Beyond literary and personal feuds, there is also the homely Hemingway who discusses his ‘wonderful water-work system’ and the trees that Pauline planted at Key West. He writes to his mother-in-law, Mary Pfeiffer, about how he ‘goes to church every Sunday and am a good father to my family or as good as I can be’. He remarks upon female anatomy a great deal; how a woman ‘can be utterly ruined by not being careful for eight weeks after a baby is born (until the placental site is healed)’. He blames Gertrude Stein’s menopause for ‘losing all taste’ both to Maxwell Perkins and Ezra Pound, evidently hurt by the last instalment of The Autobiography of Alice B. Toklas, where Hemingway is called, among other things, physically fragile.

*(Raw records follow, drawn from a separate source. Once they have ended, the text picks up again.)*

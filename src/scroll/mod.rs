// sticky-scroll - Auto-follow scrolling for chat and log transcripts
// Copyright (C) 2025  The sticky-scroll contributors
//
// This program is free software: you can redistribute it and/or modify
// it under the terms of the GNU Affero General Public License as
// published by the Free Software Foundation, either version 3 of the
// License, or (at your option) any later version.
//
// This program is distributed in the hope that it will be useful,
// but WITHOUT ANY WARRANTY; without even the implied warranty of
// MERCHANTABILITY or FITNESS FOR A PARTICULAR PURPOSE.  See the
// GNU Affero General Public License for more details.
//
// You should have received a copy of the GNU Affero General Public License
// along with this program.  If not, see <https://www.gnu.org/licenses/>.

//! Scroll stickiness for the chat transcript and the log stream.

pub mod decision;
mod policy;
mod scheduler;
mod state;
pub mod target;
mod threshold;
mod topbar;

pub use decision::StickDecision;
pub use policy::{DEFAULT_FORCED_RETRY_DELAY, DEFAULT_RETRY_DELAY, ScrollPolicy};
pub use scheduler::ScrollRequest;
pub use state::{ChatScrollState, LogsScrollState, ScheduledTask};
pub use threshold::{
    Geometry, LOGS_NEAR_BOTTOM_THRESHOLD, NEAR_BOTTOM_THRESHOLD, is_near_bottom,
    is_near_bottom_within,
};
pub use topbar::TOPBAR_HEIGHT_PROPERTY;

use crate::host::{FrameClock, Platform, ResizeSubscription, ScrollElement, ScrollHost};
use std::cell::{Ref, RefCell, RefMut};
use std::rc::Rc;

/// A scroll event as delivered by the host.
#[derive(Debug, Clone, Copy, PartialEq)]
pub struct ScrollEvent {
    current_target: Option<Geometry>,
}

impl ScrollEvent {
    pub const fn new(geometry: Geometry) -> Self {
        Self { current_target: Some(geometry) }
    }

    pub fn from_element(element: &dyn ScrollElement) -> Self {
        Self::new(element.geometry())
    }

    /// An event whose target is already gone.
    pub const fn detached() -> Self {
        Self { current_target: None }
    }

    pub const fn geometry(&self) -> Option<Geometry> {
        self.current_target
    }
}

/// Per-view scroll controller: owns the stickiness state of one chat view and
/// one log view and schedules scroll work against the host.
///
/// All scheduling spawns onto the current `tokio::task::LocalSet`.
pub struct ScrollController<H> {
    host: Rc<H>,
    frames: Rc<dyn FrameClock>,
    platform: Platform,
    policy: ScrollPolicy,
    chat: Rc<RefCell<ChatScrollState>>,
    logs: Rc<RefCell<LogsScrollState>>,
    topbar_observer: Option<ResizeSubscription>,
}

impl<H: ScrollHost + 'static> ScrollController<H> {
    pub fn new(host: Rc<H>, frames: Rc<dyn FrameClock>) -> Self {
        Self {
            host,
            frames,
            platform: Platform::headless(),
            policy: ScrollPolicy::default(),
            chat: Rc::new(RefCell::new(ChatScrollState::new())),
            logs: Rc::new(RefCell::new(LogsScrollState::new())),
            topbar_observer: None,
        }
    }

    #[must_use]
    pub fn with_policy(mut self, policy: ScrollPolicy) -> Self {
        self.policy = policy;
        self
    }

    #[must_use]
    pub fn with_platform(mut self, platform: Platform) -> Self {
        self.platform = platform;
        self
    }

    pub fn host(&self) -> &Rc<H> {
        &self.host
    }

    pub fn policy(&self) -> ScrollPolicy {
        self.policy
    }

    pub fn chat(&self) -> Ref<'_, ChatScrollState> {
        self.chat.borrow()
    }

    /// Do not hold the guard across an await; scheduled tasks borrow the same state.
    pub fn chat_mut(&self) -> RefMut<'_, ChatScrollState> {
        self.chat.borrow_mut()
    }

    pub fn logs(&self) -> Ref<'_, LogsScrollState> {
        self.logs.borrow()
    }

    pub fn logs_mut(&self) -> RefMut<'_, LogsScrollState> {
        self.logs.borrow_mut()
    }

    pub fn handle_chat_scroll(&self, event: &ScrollEvent) {
        let Some(geometry) = event.geometry() else {
            return;
        };
        let distance = geometry.distance_from_bottom();
        let mut chat = self.chat.borrow_mut();
        decision::record_user_scroll(&mut chat, distance, self.policy.chat_near_bottom_px);
        tracing::trace!(distance, near = chat.user_near_bottom, "chat scroll");
    }

    pub fn handle_logs_scroll(&self, event: &ScrollEvent) {
        let Some(geometry) = event.geometry() else {
            return;
        };
        let distance = geometry.distance_from_bottom();
        let mut logs = self.logs.borrow_mut();
        logs.at_bottom = is_near_bottom_within(distance, self.policy.logs_near_bottom_px);
        tracing::trace!(distance, at_bottom = logs.at_bottom, "logs scroll");
    }

    /// Begin a new conversation. Pending scroll work is left alone; it reads
    /// the reset flags when it fires.
    pub fn reset_chat_scroll(&self) {
        self.chat.borrow_mut().reset_session();
        tracing::debug!("chat scroll state reset for new session");
    }
}
// =====
// TESTS: 21
// =====
//
// Chat scroll scheduling: stick/hold decisions, force-once, coalescing,
// delayed re-stick and target fallbacks, driven through the public controller.

use pretty_assertions::assert_eq;
use sticky_scroll::host::sim::{SimElement, SimHost};
use sticky_scroll::host::{
    FixedMotion, Overflow, Platform, Region, ScrollBehavior, ScrollElement, TickFrames,
    TimerFrames,
};
use sticky_scroll::scroll::ScrollController;
use std::rc::Rc;
use std::time::Duration;

use crate::helpers::{ChatFixture, finish_draw, local, run_frames, settle};

// --- Stick / hold ---

#[tokio::test(start_paused = true)]
async fn append_while_near_bottom_sticks_to_scroll_height() {
    local(async {
        let fx = ChatFixture::new(2000.0, 1600.0, 400.0);
        fx.ctl.schedule_chat_scroll(false, false);
        run_frames().await;

        assert_eq!(fx.thread.scroll_top(), 2000.0);
        let chat = fx.ctl.chat();
        assert!(chat.user_near_bottom);
        assert!(!chat.new_content_below);
        assert!(!chat.has_auto_scrolled, "a plain stick does not consume the force");
    })
    .await;
}

#[tokio::test(start_paused = true)]
async fn append_while_scrolled_away_holds_and_flags_new_content() {
    local(async {
        let fx = ChatFixture::new(2000.0, 500.0, 400.0).reading_above();
        fx.ctl.schedule_chat_scroll(false, false);
        settle().await;

        assert_eq!(fx.thread.scroll_top(), 500.0);
        assert_eq!(fx.thread.scroll_writes(), 0);
        assert!(fx.ctl.chat().new_content_below);
    })
    .await;
}

#[tokio::test(start_paused = true)]
async fn fresh_geometry_rescues_a_stale_away_flag() {
    local(async {
        let fx = ChatFixture::new(2000.0, 1600.0, 400.0);
        fx.ctl.chat_mut().has_auto_scrolled = true;
        fx.ctl.chat_mut().user_near_bottom = false;
        fx.ctl.schedule_chat_scroll(false, false);
        run_frames().await;

        assert_eq!(fx.thread.scroll_top(), 2000.0);
        assert!(fx.ctl.chat().user_near_bottom);
    })
    .await;
}

// --- Force once per session ---

#[tokio::test(start_paused = true)]
async fn force_on_fresh_session_scrolls_even_when_away() {
    local(async {
        let fx = ChatFixture::new(2000.0, 0.0, 400.0);
        fx.user_scrolled();
        assert!(!fx.ctl.chat().user_near_bottom);

        fx.ctl.schedule_chat_scroll(true, false);
        run_frames().await;

        assert_eq!(fx.thread.scroll_top(), 2000.0);
        let chat = fx.ctl.chat();
        assert!(chat.has_auto_scrolled);
        assert!(chat.user_near_bottom);
        assert!(!chat.new_content_below);
    })
    .await;
}

#[tokio::test(start_paused = true)]
async fn force_after_first_auto_scroll_respects_user_scroll_up() {
    local(async {
        let fx = ChatFixture::new(2000.0, 0.0, 400.0);
        fx.ctl.schedule_chat_scroll(true, false);
        settle().await;
        assert!(fx.ctl.chat().has_auto_scrolled);

        fx.user_scroll_to(0.0);
        let writes = fx.thread.scroll_writes();
        fx.ctl.schedule_chat_scroll(true, false);
        settle().await;

        assert_eq!(fx.thread.scroll_top(), 0.0);
        assert_eq!(fx.thread.scroll_writes(), writes);
        assert!(fx.ctl.chat().new_content_below);
    })
    .await;
}

#[tokio::test(start_paused = true)]
async fn reset_restores_force_for_the_next_session() {
    local(async {
        let fx = ChatFixture::new(2000.0, 0.0, 400.0);
        fx.ctl.schedule_chat_scroll(true, false);
        settle().await;
        fx.user_scroll_to(0.0);

        fx.ctl.reset_chat_scroll();
        let chat = fx.ctl.chat();
        assert_eq!(
            (chat.has_auto_scrolled, chat.user_near_bottom, chat.new_content_below),
            (false, true, false)
        );
        drop(chat);

        fx.ctl.chat_mut().user_near_bottom = false;
        fx.ctl.schedule_chat_scroll(true, false);
        run_frames().await;
        assert_eq!(fx.thread.scroll_top(), 2000.0);
    })
    .await;
}

// --- Coalescing ---

#[tokio::test(start_paused = true)]
async fn rapid_appends_while_scrolled_up_leave_position_unchanged() {
    local(async {
        let fx = ChatFixture::new(2000.0, 500.0, 400.0).reading_above();
        for _ in 0..3 {
            fx.ctl.schedule_chat_scroll(false, true);
        }
        settle().await;

        assert_eq!(fx.thread.scroll_top(), 500.0);
        assert_eq!(fx.thread.scroll_writes(), 0);
        assert!(fx.ctl.chat().new_content_below);
    })
    .await;
}

#[tokio::test(start_paused = true)]
async fn burst_of_appends_runs_one_frame_and_one_retry() {
    local(async {
        let fx = ChatFixture::new(2000.0, 1600.0, 400.0);
        for _ in 0..5 {
            fx.ctl.schedule_chat_scroll(false, false);
        }
        assert!(fx.ctl.chat().has_pending_frame());
        settle().await;

        // one scroll from the frame step, one from the retry
        assert_eq!(fx.thread.scroll_writes(), 2);
        assert!(!fx.ctl.chat().has_pending_frame());
        assert!(!fx.ctl.chat().has_pending_retry());
    })
    .await;
}

#[tokio::test(start_paused = true)]
async fn new_request_cancels_pending_retry() {
    local(async {
        let fx = ChatFixture::new(2000.0, 1600.0, 400.0);
        fx.ctl.schedule_chat_scroll(false, false);
        run_frames().await;
        assert!(fx.ctl.chat().has_pending_retry());

        fx.ctl.schedule_chat_scroll(false, false);
        assert!(!fx.ctl.chat().has_pending_retry(), "superseded retry is dropped at once");
        settle().await;
        assert_eq!(fx.thread.scroll_writes(), 3);
    })
    .await;
}

#[tokio::test(start_paused = true)]
async fn streaming_faster_than_frames_scrolls_every_few_frames() {
    local(async {
        let frames = Rc::new(TickFrames::new());
        let fx = ChatFixture::with(2000.0, 1600.0, 400.0, frames.clone());
        let (mut seen_writes, mut idle, mut longest_idle) = (0, 0, 0);
        let mut worst_distance = 0.0_f64;

        // appends every 10 ms, draws every 16 ms, for one second
        for ms in (0..1000).step_by(2) {
            // the element clamps what the last frame wrote
            fx.thread.clamp_scroll();
            if ms % 10 == 0 {
                fx.thread.set_scroll_height(fx.thread.scroll_height() + 18.0);
                fx.host.render_gate().invalidate();
                fx.ctl.schedule_chat_scroll(false, false);
            }
            if ms % 16 == 0 {
                worst_distance = worst_distance.max(fx.thread.geometry().distance_from_bottom());
                let writes = fx.thread.scroll_writes();
                if writes > seen_writes {
                    seen_writes = writes;
                    idle = 0;
                } else {
                    idle += 1;
                }
                longest_idle = longest_idle.max(idle);
                finish_draw(&fx.host, &frames);
            }
            tokio::time::sleep(Duration::from_millis(2)).await;
        }

        assert!(seen_writes >= 20, "only {seen_writes} scrolls in 62 frames");
        assert!(longest_idle <= 3, "{longest_idle} frames without a scroll");
        assert!(worst_distance < 150.0, "fell {worst_distance}px behind");
        let chat = fx.ctl.chat();
        assert!(chat.user_near_bottom);
        assert!(!chat.new_content_below);
    })
    .await;
}

// --- Delayed re-stick ---

#[tokio::test(start_paused = true)]
async fn retry_resticks_after_late_content_growth() {
    local(async {
        let fx = ChatFixture::new(2000.0, 1600.0, 400.0);
        fx.ctl.schedule_chat_scroll(false, false);
        run_frames().await;
        assert_eq!(fx.thread.scroll_top(), 2000.0);

        // layout clamps, then an image finishes loading
        fx.thread.clamp_scroll();
        fx.thread.set_scroll_height(2600.0);
        settle().await;

        assert_eq!(fx.thread.scroll_top(), 2600.0);
        assert!(fx.ctl.chat().user_near_bottom);
    })
    .await;
}

#[tokio::test(start_paused = true)]
async fn retry_does_not_fight_a_user_who_scrolled_away() {
    local(async {
        let fx = ChatFixture::new(2000.0, 1600.0, 400.0);
        fx.ctl.schedule_chat_scroll(false, false);
        run_frames().await;

        fx.thread.set_scroll_height(2600.0);
        fx.user_scroll_to(0.0);
        settle().await;

        assert_eq!(fx.thread.scroll_top(), 0.0);
        assert_eq!(fx.thread.scroll_writes(), 1);
    })
    .await;
}

#[tokio::test(start_paused = true)]
async fn forced_retry_waits_longer_and_keeps_the_force() {
    local(async {
        let fx = ChatFixture::new(2000.0, 0.0, 400.0);
        fx.ctl.schedule_chat_scroll(true, false);
        run_frames().await;
        assert_eq!(fx.thread.scroll_writes(), 1);

        fx.thread.set_scroll_height(2600.0);
        fx.user_scroll_to(0.0);

        tokio::time::sleep(Duration::from_millis(125)).await;
        assert_eq!(fx.thread.scroll_top(), 0.0, "retry on the forced path waits 150 ms");

        tokio::time::sleep(Duration::from_millis(30)).await;
        assert_eq!(fx.thread.scroll_top(), 2600.0);
        assert!(fx.ctl.chat().user_near_bottom);
    })
    .await;
}

// --- Render and frame gating ---

#[tokio::test(start_paused = true)]
async fn scroll_waits_for_render_completion() {
    local(async {
        let fx = ChatFixture::new(2000.0, 1600.0, 400.0);
        fx.host.render_gate().invalidate();
        fx.ctl.schedule_chat_scroll(false, false);
        settle().await;
        assert_eq!(fx.thread.scroll_writes(), 0);

        fx.host.render_gate().mark_rendered();
        run_frames().await;
        assert_eq!(fx.thread.scroll_top(), 2000.0);
    })
    .await;
}

#[tokio::test(start_paused = true)]
async fn scroll_waits_for_the_next_frame() {
    local(async {
        let frames = Rc::new(TickFrames::new());
        let fx = ChatFixture::with(2000.0, 1600.0, 400.0, frames.clone());
        fx.ctl.schedule_chat_scroll(false, false);
        settle().await;
        assert_eq!(fx.thread.scroll_writes(), 0);

        frames.tick();
        run_frames().await;
        assert_eq!(fx.thread.scroll_top(), 2000.0);
    })
    .await;
}

// --- Behavior ---

#[tokio::test(start_paused = true)]
async fn smooth_request_animates_when_motion_is_allowed() {
    local(async {
        let fx = ChatFixture::new(2000.0, 1600.0, 400.0);
        fx.ctl.schedule_chat_scroll(false, true);
        run_frames().await;
        assert_eq!(fx.thread.last_behavior(), Some(ScrollBehavior::Smooth));
        assert!(fx.thread.is_animating());
    })
    .await;
}

#[tokio::test(start_paused = true)]
async fn reduced_motion_downgrades_smooth_to_instant() {
    local(async {
        let fx = ChatFixture::new(2000.0, 1600.0, 400.0)
            .platform(Platform::headless().with_reduced_motion(Rc::new(FixedMotion(true))));
        fx.ctl.schedule_chat_scroll(false, true);
        run_frames().await;
        assert_eq!(fx.thread.last_behavior(), Some(ScrollBehavior::Instant));
        assert_eq!(fx.thread.scroll_top(), 2000.0);
    })
    .await;
}

#[tokio::test(start_paused = true)]
async fn element_without_animation_jumps() {
    local(async {
        let host = Rc::new(SimHost::new());
        let thread = SimElement::new(2000.0, 1600.0, 400.0).without_animation().shared();
        host.insert(Region::ChatThread, Rc::clone(&thread));
        let ctl = ScrollController::new(Rc::clone(&host), Rc::new(TimerFrames::new()));
        ctl.schedule_chat_scroll(false, true);
        run_frames().await;
        assert_eq!(thread.scroll_top(), 2000.0);
        assert!(!thread.is_animating());
    })
    .await;
}

// --- Target resolution ---

#[tokio::test(start_paused = true)]
async fn non_scrolling_thread_falls_back_to_scrolling_element() {
    local(async {
        let host = Rc::new(SimHost::new());
        let thread =
            SimElement::new(400.0, 0.0, 400.0).with_overflow(Overflow::Visible).shared();
        let document = SimElement::new(3000.0, 2600.0, 400.0).shared();
        host.insert(Region::ChatThread, Rc::clone(&thread));
        host.set_scrolling_element(Some(Rc::clone(&document)));
        let ctl = ScrollController::new(Rc::clone(&host), Rc::new(TimerFrames::new()));

        ctl.schedule_chat_scroll(false, false);
        run_frames().await;
        assert_eq!(document.scroll_top(), 3000.0);
        assert_eq!(thread.scroll_writes(), 0);
    })
    .await;
}

#[tokio::test(start_paused = true)]
async fn missing_thread_and_scroller_fall_back_to_root() {
    local(async {
        let host = Rc::new(SimHost::new());
        let root = SimElement::new(3000.0, 2600.0, 400.0).shared();
        host.set_root_element(Some(Rc::clone(&root)));
        let ctl = ScrollController::new(Rc::clone(&host), Rc::new(TimerFrames::new()));

        ctl.schedule_chat_scroll(false, false);
        run_frames().await;
        assert_eq!(root.scroll_top(), 3000.0);
    })
    .await;
}

#[tokio::test(start_paused = true)]
async fn no_target_is_a_silent_no_op() {
    local(async {
        let host = Rc::new(SimHost::new());
        let ctl = ScrollController::new(Rc::clone(&host), Rc::new(TimerFrames::new()));
        ctl.chat_mut().user_near_bottom = false;
        ctl.schedule_chat_scroll(true, false);
        settle().await;

        let chat = ctl.chat();
        assert!(!chat.has_auto_scrolled, "force is kept for a later request");
        assert!(!chat.user_near_bottom);
        assert!(!chat.new_content_below);
        assert!(!chat.has_pending_retry());
    })
    .await;
}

He also discusses abortion with his sister Carol. Here, we find disappointingly that he is pro-life: ‘Abortion is murder,’ he writes. ‘It has just as happy an effect on you and on the people you do it to.’ At least the reader, if it is any consolation, finds that Hemingway himself wasn’t against birth control (despite his and his wife’s Catholic beliefs). ‘This is not a tract against birth control,’ he adds, ‘and if Gardner was a man rather than an unbalanced child there would be no need for you to think or to worry about abortions.’ It is moments like this that the editors’ insight is invaluable and necessary. Here, they include a fragment of Carol’s reply to Hemingway: ‘I just know if you can’t afford to have children, you can’t afford to have children. If you take any precautions at all, why not go to the whole hog of preventions. I don’t consider a broken condom an act of God.’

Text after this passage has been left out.